- WHAT THIS TASK INVOLVES -
Of the lines below, copy those that hold the word "ImmutableKdTree".

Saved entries
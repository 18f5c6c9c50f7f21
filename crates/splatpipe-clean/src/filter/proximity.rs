use std::collections::BTreeSet;

use kiddo::immutable::float::kdtree::ImmutableKdTree;
use serde::Serialize;
use splatpipe_3d::{
    io::colmap::{ColmapError, ColmapPoint3d},
    pointcloud::PointCloud,
    transforms::AxisTransform,
};

/// Exact nearest-neighbor index over a reference point cloud, in COLMAP coordinates.
///
/// The axis transform is applied once, while building; queries take COLMAP positions as-is.
pub struct ProximityIndex {
    kdtree: Option<ImmutableKdTree<f64, u32, 3, 32>>,
    len: usize,
    bounds: Option<([f64; 3], [f64; 3])>,
}

impl ProximityIndex {
    /// Build the index from a reference cloud in its own convention.
    ///
    /// # Arguments
    ///
    /// * `reference` - The reference cloud, e.g. a hand-cleaned export.
    /// * `transform` - Mapping from the reference convention into COLMAP coordinates.
    pub fn build(reference: &PointCloud, transform: &AxisTransform) -> Self {
        let points = transform.apply_all(reference.points());
        let bounds = PointCloud::new(points.clone(), None, None).bounds();

        // kiddo needs at least one point to build a tree
        let kdtree = (!points.is_empty()).then(|| ImmutableKdTree::new_from_slice(&points));

        log::debug!(
            "built proximity index over {} reference points, bounds {:?}",
            points.len(),
            bounds
        );

        Self {
            kdtree,
            len: points.len(),
            bounds,
        }
    }

    /// Number of reference points.
    pub fn len(&self) -> usize {
        self.len
    }

    /// Whether the reference cloud was empty.
    pub fn is_empty(&self) -> bool {
        self.len == 0
    }

    /// Bounds of the reference points in COLMAP coordinates.
    pub fn bounds(&self) -> Option<([f64; 3], [f64; 3])> {
        self.bounds
    }

    /// Distance from `point` to its nearest reference point, `None` for an empty index.
    pub fn nearest_distance(&self, point: &[f64; 3]) -> Option<f64> {
        let kdtree = self.kdtree.as_ref()?;
        let nn = kdtree.nearest_one::<kiddo::SquaredEuclidean>(point);
        Some(nn.distance.sqrt())
    }

    /// Whether some reference point lies within `threshold` of `point`.
    pub fn is_near(&self, point: &[f64; 3], threshold: f64) -> bool {
        let Some(kdtree) = self.kdtree.as_ref() else {
            return false;
        };
        // compare squared distances to avoid a sqrt per query
        let nn = kdtree.nearest_one::<kiddo::SquaredEuclidean>(point);
        nn.distance <= threshold * threshold
    }

    /// Ids of the points within `threshold` of the reference cloud.
    pub fn kept_point_ids<'a>(
        &self,
        points: impl IntoIterator<Item = &'a ColmapPoint3d>,
        threshold: f64,
    ) -> BTreeSet<u64> {
        points
            .into_iter()
            .filter(|point| self.is_near(&point.xyz, threshold))
            .map(|point| point.point3d_id)
            .collect()
    }
}

/// Counts gathered while filtering a point stream.
#[derive(Debug, Clone, Default, PartialEq, Serialize)]
pub struct PointFilterStats {
    /// Number of reference points in the index.
    pub reference_points: usize,
    /// Bounds of the reference points in COLMAP coordinates.
    pub reference_bounds: Option<([f64; 3], [f64; 3])>,
    /// Distance threshold used.
    pub threshold: f64,
    /// Points read.
    pub points_before: usize,
    /// Points kept.
    pub points_after: usize,
}

/// Stream 3D points through the index, keeping only the points near the reference cloud.
///
/// Only the survivors are held in memory. The first read error aborts the filter.
pub fn filter_points3d<I>(
    index: &ProximityIndex,
    points: I,
    threshold: f64,
) -> Result<(Vec<ColmapPoint3d>, PointFilterStats), ColmapError>
where
    I: IntoIterator<Item = Result<ColmapPoint3d, ColmapError>>,
{
    if index.is_empty() {
        log::warn!("reference point cloud is empty, every 3D point will be removed");
    }

    let mut stats = PointFilterStats {
        reference_points: index.len(),
        reference_bounds: index.bounds(),
        threshold,
        ..Default::default()
    };

    let mut kept = Vec::new();
    for point in points {
        let point = point?;
        stats.points_before += 1;
        if index.is_near(&point.xyz, threshold) {
            kept.push(point);
        }
    }
    stats.points_after = kept.len();

    log::info!(
        "proximity filter kept {} of {} points (threshold {})",
        stats.points_after,
        stats.points_before,
        threshold
    );

    Ok((kept, stats))
}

- FINAL ANSWER -
use kiddo::immutable::float::kdtree::ImmutableKdTree;
    kdtree: Option<ImmutableKdTree<f64, u32, 3, 32>>,
        let kdtree = (!points.is_empty()).then(|| ImmutableKdTree::new_from_slice(&points));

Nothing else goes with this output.